名前に「有」という文字が入っているのにも関わらず、特技が「無い」とは皮肉だ。


一応、特技にも代償がある。「容姿系の特技:体タイプ」は服などを着る時に不便。「記憶力などの脳の働きに関係する特技:脳タイプ」は睡眠など、人間が生きていく上で必要な生命活動がより必要になる。


では、「幻を生み出すような意図して出すような特技:魔法タイプ」を持つ人間はどうなるのか。結論から言うと、疲れやすくなる。とは言っても、特技を使うとき限定なので、特技を使わなかったら何もないのと同じだ。各タイプにも個体差はあるが。


先程、先生が光霧に寝ないように注意したのはこのためだ。『休み時間に特技を使い、疲れが溜まった光霧が授業中に寝てしまう』という現象はこのクラス内でよく見られる。

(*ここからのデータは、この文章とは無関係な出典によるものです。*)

use crate::config::TelemetryConfig;
use std::fmt;
use tracing_subscriber::filter::ParseError;
use tracing_subscriber::EnvFilter;

#[derive(Debug)]
pub enum TelemetryError {
    EnvFilter { value: String, source: ParseError },
    Subscriber(Box<dyn std::error::Error + Send + Sync>),
}

impl fmt::Display for TelemetryError {
    fn fmt(&self, f: &mut fmt::Formatter<'_>) -> fmt::Result {
        match self {
            TelemetryError::EnvFilter { value, .. } => {
                write!(f, "APP_LOG_LEVEL '{value}' is not a usable tracing filter")
            }
            TelemetryError::Subscriber(err) => write!(f, "could not install subscriber: {err}"),
        }
    }
}

impl std::error::Error for TelemetryError {
    fn source(&self) -> Option<&(dyn std::error::Error + 'static)> {
        match self {
            TelemetryError::EnvFilter { source, .. } => Some(source),
            TelemetryError::Subscriber(err) => Some(&**err),
        }
    }
}

/// Build the filter from `RUST_LOG` when set, falling back to the configured level.
pub fn filter(config: &TelemetryConfig) -> Result<EnvFilter, TelemetryError> {
    match EnvFilter::try_from_default_env() {
        Ok(filter) => Ok(filter),
        Err(_) => EnvFilter::try_new(&config.log_level).map_err(|source| {
            TelemetryError::EnvFilter {
                value: config.log_level.clone(),
                source,
            }
        }),
    }
}

/// Install the process-wide subscriber. Fails if one is already installed.
pub fn init(config: &TelemetryConfig) -> Result<(), TelemetryError> {
    tracing_subscriber::fmt()
        .with_env_filter(filter(config)?)
        .with_target(false)
        .compact()
        .with_ansi(false)
        .try_init()
        .map_err(TelemetryError::Subscriber)
}

#[cfg(test)]
mod tests {
    use super::*;

    #[test]
    fn accepts_directive_lists() {
        if std::env::var_os("RUST_LOG").is_some() {
            return;
        }
        let config = TelemetryConfig {
            log_level: "info,belize_grants=debug".to_string(),
        };
        assert!(filter(&config).is_ok());
    }

    #[test]
    fn rejects_malformed_levels() {
        if std::env::var_os("RUST_LOG").is_some() {
            return;
        }
        let config = TelemetryConfig {
            log_level: "belize_grants=loud".to_string(),
        };
        let err = filter(&config).expect_err("malformed filter");
        assert!(err.to_string().contains("belize_grants=loud"));
    }
}
use std::collections::HashMap;
use std::fs;
use std::io::ErrorKind;
use std::path::{Path, PathBuf};
use std::sync::Mutex;

use chrono::{DateTime, Utc};
use serde::{Deserialize, Serialize};

use super::domain::Draft;

/// Fixed key the concept-paper form saves its draft under.
pub const CONCEPT_PAPER_DRAFT_KEY: &str = "belize_fund_concept_paper_draft";

/// Key → serialized draft store backing "save as draft" on single-page forms.
pub trait DraftCache: Send + Sync {
    /// Store `draft` under `key`, replacing whatever was there.
    fn save(&self, key: &str, draft: &Draft) -> Result<(), DraftCacheError>;
    fn load(&self, key: &str) -> Result<Option<Draft>, DraftCacheError>;
    fn clear(&self, key: &str) -> Result<(), DraftCacheError>;
}

#[derive(Debug, thiserror::Error)]
pub enum DraftCacheError {
    #[error("draft key '{0}' is not usable as a cache entry name")]
    InvalidKey(String),
    #[error("draft storage error: {0}")]
    Io(#[from] std::io::Error),
    #[error("stored draft is not valid JSON: {0}")]
    Serialization(#[from] serde_json::Error),
}

#[derive(Debug, Serialize, Deserialize)]
struct CachedDraft {
    saved_at: DateTime<Utc>,
    draft: Draft,
}

fn encode(draft: &Draft) -> Result<String, DraftCacheError> {
    let entry = CachedDraft {
        saved_at: Utc::now(),
        draft: draft.clone(),
    };
    Ok(serde_json::to_string(&entry)?)
}

fn decode(raw: &str) -> Result<Draft, DraftCacheError> {
    let entry: CachedDraft = serde_json::from_str(raw)?;
    Ok(entry.draft)
}

/// One JSON file per key under a directory.
#[derive(Debug, Clone)]
pub struct FileDraftCache {
    root: PathBuf,
}

impl FileDraftCache {
    pub fn new(root: impl Into<PathBuf>) -> Self {
        Self { root: root.into() }
    }

    pub fn root(&self) -> &Path {
        &self.root
    }

    fn entry_path(&self, key: &str) -> Result<PathBuf, DraftCacheError> {
        let usable = !key.is_empty()
            && key
                .chars()
                .all(|ch| ch.is_ascii_alphanumeric() || ch == '_' || ch == '-');
        if !usable {
            return Err(DraftCacheError::InvalidKey(key.to_string()));
        }
        Ok(self.root.join(format!("{key}.json")))
    }
}

impl DraftCache for FileDraftCache {
    fn save(&self, key: &str, draft: &Draft) -> Result<(), DraftCacheError> {
        let path = self.entry_path(key)?;
        fs::create_dir_all(&self.root)?;
        fs::write(path, encode(draft)?)?;
        Ok(())
    }

    fn load(&self, key: &str) -> Result<Option<Draft>, DraftCacheError> {
        let path = self.entry_path(key)?;
        match fs::read_to_string(path) {
            Ok(raw) => decode(&raw).map(Some),
            Err(err) if err.kind() == ErrorKind::NotFound => Ok(None),
            Err(err) => Err(err.into()),
        }
    }

    fn clear(&self, key: &str) -> Result<(), DraftCacheError> {
        let path = self.entry_path(key)?;
        match fs::remove_file(path) {
            Ok(()) => Ok(()),
            Err(err) if err.kind() == ErrorKind::NotFound => Ok(()),
            Err(err) => Err(err.into()),
        }
    }
}

/// Process-local cache holding serialized entries, like browser local storage.
#[derive(Debug, Default)]
pub struct MemoryDraftCache {
    entries: Mutex<HashMap<String, String>>,
}

impl MemoryDraftCache {
    pub fn raw(&self, key: &str) -> Option<String> {
        self.entries
            .lock()
            .expect("draft cache mutex poisoned")
            .get(key)
            .cloned()
    }
}

impl DraftCache for MemoryDraftCache {
    fn save(&self, key: &str, draft: &Draft) -> Result<(), DraftCacheError> {
        let encoded = encode(draft)?;
        self.entries
            .lock()
            .expect("draft cache mutex poisoned")
            .insert(key.to_string(), encoded);
        Ok(())
    }

    fn load(&self, key: &str) -> Result<Option<Draft>, DraftCacheError> {
        let raw = self.raw(key);
        raw.as_deref().map(decode).transpose()
    }

    fn clear(&self, key: &str) -> Result<(), DraftCacheError> {
        self.entries
            .lock()
            .expect("draft cache mutex poisoned")
            .remove(key);
        Ok(())
    }
}
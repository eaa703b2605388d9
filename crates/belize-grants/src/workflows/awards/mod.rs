//! Award-category eligibility rules.
//!
//! Each grant tier carries a funding band, an optional co-financing band and
//! a maximum project duration. The functions here never fail: an unselected
//! category is permissive, and unusable figures simply fail the range checks.

mod budget;
mod category;
mod limits;

pub use budget::{
    assess, evaluate_budget, evaluate_duration, format_bzd, BudgetEvaluation, BudgetFigures,
    EligibilityIssue,
};
pub use category::AwardCategory;
pub use limits::{get_limits, AwardLimits, CoFinancingRange};
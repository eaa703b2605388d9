use std::collections::BTreeMap;
use std::sync::Arc;

use crate::workflows::proposals::blueprint::{AwardFieldMap, WizardBlueprint};
use crate::workflows::proposals::domain::{Draft, FieldValue};
use crate::workflows::proposals::validation::{
    AwardRulesValidator, StepValidation, StepValidator, ValidatorRegistry,
};

struct RejectEverything;

impl StepValidator for RejectEverything {
    fn validate(&self, step: usize, _fields: &Draft) -> StepValidation {
        let mut errors = BTreeMap::new();
        errors.insert("organization_name".to_string(), format!("blocked on step {step}"));
        errors.insert("notes".to_string(), "blocked".to_string());
        StepValidation::from_errors(errors)
    }
}

fn award_scope() -> Vec<&'static str> {
    vec![
        "award_category",
        "requested_amount",
        "co_financing_amount",
        "project_duration_months",
    ]
}

#[test]
fn registry_covers_every_blueprint_step() {
    let blueprint = WizardBlueprint::gap();
    let registry = ValidatorRegistry::for_blueprint(&blueprint);

    for step in blueprint.steps() {
        let outcome = registry.validate(step.index, &Draft::new());
        let required: Vec<_> = step.required_fields().map(|field| field.name).collect();
        assert!(!outcome.valid, "step {} accepted an empty draft", step.index);
        for name in required {
            assert!(outcome.errors.contains_key(name), "missing error for {name}");
        }
    }
    assert!(registry.validate(5, &Draft::new()).valid);
}

#[test]
fn first_registered_message_wins_per_field() {
    let registry = ValidatorRegistry::for_blueprint(&WizardBlueprint::gap())
        .register(1, Arc::new(RejectEverything));

    let outcome = registry.validate(1, &Draft::new());
    assert_eq!(
        outcome.errors.get("organization_name").map(String::as_str),
        Some("Organization name is required")
    );
    assert_eq!(outcome.errors.get("notes").map(String::as_str), Some("blocked"));
}

#[test]
fn field_kinds_are_checked() {
    let registry = ValidatorRegistry::for_blueprint(&WizardBlueprint::gap());

    let project = Draft::new()
        .with("project_title", FieldValue::text("Reef monitoring"))
        .with("award_category", FieldValue::text("small"))
        .with("project_duration_months", FieldValue::Number(6.5))
        .with("project_summary", FieldValue::text("Quarterly dives."));
    let outcome = registry.validate(2, &project);
    assert_eq!(
        outcome.errors.get("project_duration_months").map(String::as_str),
        Some("Project duration (months) must be a whole number of months")
    );

    let budget = Draft::new().with("requested_amount", FieldValue::Number(-5.0));
    let outcome = registry.validate(3, &budget);
    assert_eq!(
        outcome.errors.get("requested_amount").map(String::as_str),
        Some("Requested amount must be a non-negative amount")
    );

    let declaration = Draft::new().with("declaration_accepted", FieldValue::text("no"));
    let outcome = registry.validate(4, &declaration);
    assert_eq!(
        outcome.errors.get("declaration_accepted").map(String::as_str),
        Some("Declaration must be accepted")
    );
}

#[test]
fn unknown_category_lists_the_options() {
    let validator = AwardRulesValidator::new(AwardFieldMap::STANDARD, award_scope());
    let fields = Draft::new().with("award_category", FieldValue::text("Mega Grants"));

    let outcome = validator.validate(1, &fields);
    assert_eq!(
        outcome.errors.get("award_category").map(String::as_str),
        Some("Award category must be one of: Community Grant, Small Grants, Medium Grants, Large Grants")
    );
}

#[test]
fn award_rules_accept_boundary_figures() {
    let validator = AwardRulesValidator::new(AwardFieldMap::STANDARD, award_scope());
    let lowest_request = Draft::new()
        .with("award_category", FieldValue::text("Large Grants"))
        .with("requested_amount", FieldValue::text("BZD 150,000.01"))
        .with("co_financing_amount", FieldValue::Number(100_000.0))
        .with("project_duration_months", FieldValue::Number(36.0));
    let outcome = validator.validate(1, &lowest_request);
    assert!(outcome.valid, "unexpected errors: {:?}", outcome.errors);

    let lowest_share = Draft::new()
        .with("award_category", FieldValue::text("Large Grants"))
        .with("requested_amount", FieldValue::Number(300_000.0))
        .with("co_financing_amount", FieldValue::Number(100_000.0));
    let outcome = validator.validate(1, &lowest_share);
    assert!(outcome.valid, "unexpected errors: {:?}", outcome.errors);
}

#[test]
fn award_rules_report_out_of_range_figures() {
    let validator = AwardRulesValidator::new(AwardFieldMap::STANDARD, award_scope());
    let fields = Draft::new()
        .with("award_category", FieldValue::text("Small Grants"))
        .with("requested_amount", FieldValue::Number(50_000.01))
        .with("project_duration_months", FieldValue::Number(19.0));

    let outcome = validator.validate(1, &fields);
    assert_eq!(
        outcome.errors.get("requested_amount").map(String::as_str),
        Some("Small Grants requests must be between BZD 0.00 and BZD 50,000.00")
    );
    assert_eq!(
        outcome.errors.get("project_duration_months").map(String::as_str),
        Some("Small Grants projects may not run longer than 18 months")
    );
    assert!(!outcome.errors.contains_key("co_financing_amount"));
}

#[test]
fn missing_category_is_permissive() {
    let validator = AwardRulesValidator::new(AwardFieldMap::STANDARD, award_scope());
    let fields = Draft::new()
        .with("requested_amount", FieldValue::Number(2_000_000.0))
        .with("project_duration_months", FieldValue::Number(120.0));

    assert!(validator.validate(1, &fields).valid);
}

#[test]
fn unparseable_amounts_fail_the_range_check() {
    let validator = AwardRulesValidator::new(AwardFieldMap::STANDARD, award_scope());
    let fields = Draft::new()
        .with("award_category", FieldValue::text("Community Grant"))
        .with("requested_amount", FieldValue::text("twenty thousand"));

    let outcome = validator.validate(1, &fields);
    assert!(outcome.errors.contains_key("requested_amount"));
}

と、言うわけで。ただいま絶賛授業中なわけだが、その光霧くんは…うん。寝てる。

光霧の成績?もちろん悪いよ。





キ〜ンコ〜ンカ〜ンコ〜ン

「おっしゃあ〜!昼休みだぁ〜‼︎」

チャイムがなると同時に光霧が駆け寄ってきた。

いや、こむいつ起きた?え?寝たふり?

「ふわぁ〜。よく寝たぜ。」

やっぱ寝てた。


そんな光霧の声を始めとし、教室内が騒がしくなる。

「やっほ〜。遊びにきたよ!飯食お。」「あるごじゃん。あ、でもごめん。今から弟と飯食いに行く。」「佇美もいるよ」「猫瑠と技我も呼んだぜ!」「お、じゃあ俺も行く〜。」「ごめん、俺彼女と食べるから。」「リア充爆発しろ。」

お、どうやら特にうるさい集団が教室から去るみたいだ。


聡には中学生の弟、遡刃がいる。この神場学校はエスカレーター式方式で弟も一緒に通っているので、度々会いに行っている。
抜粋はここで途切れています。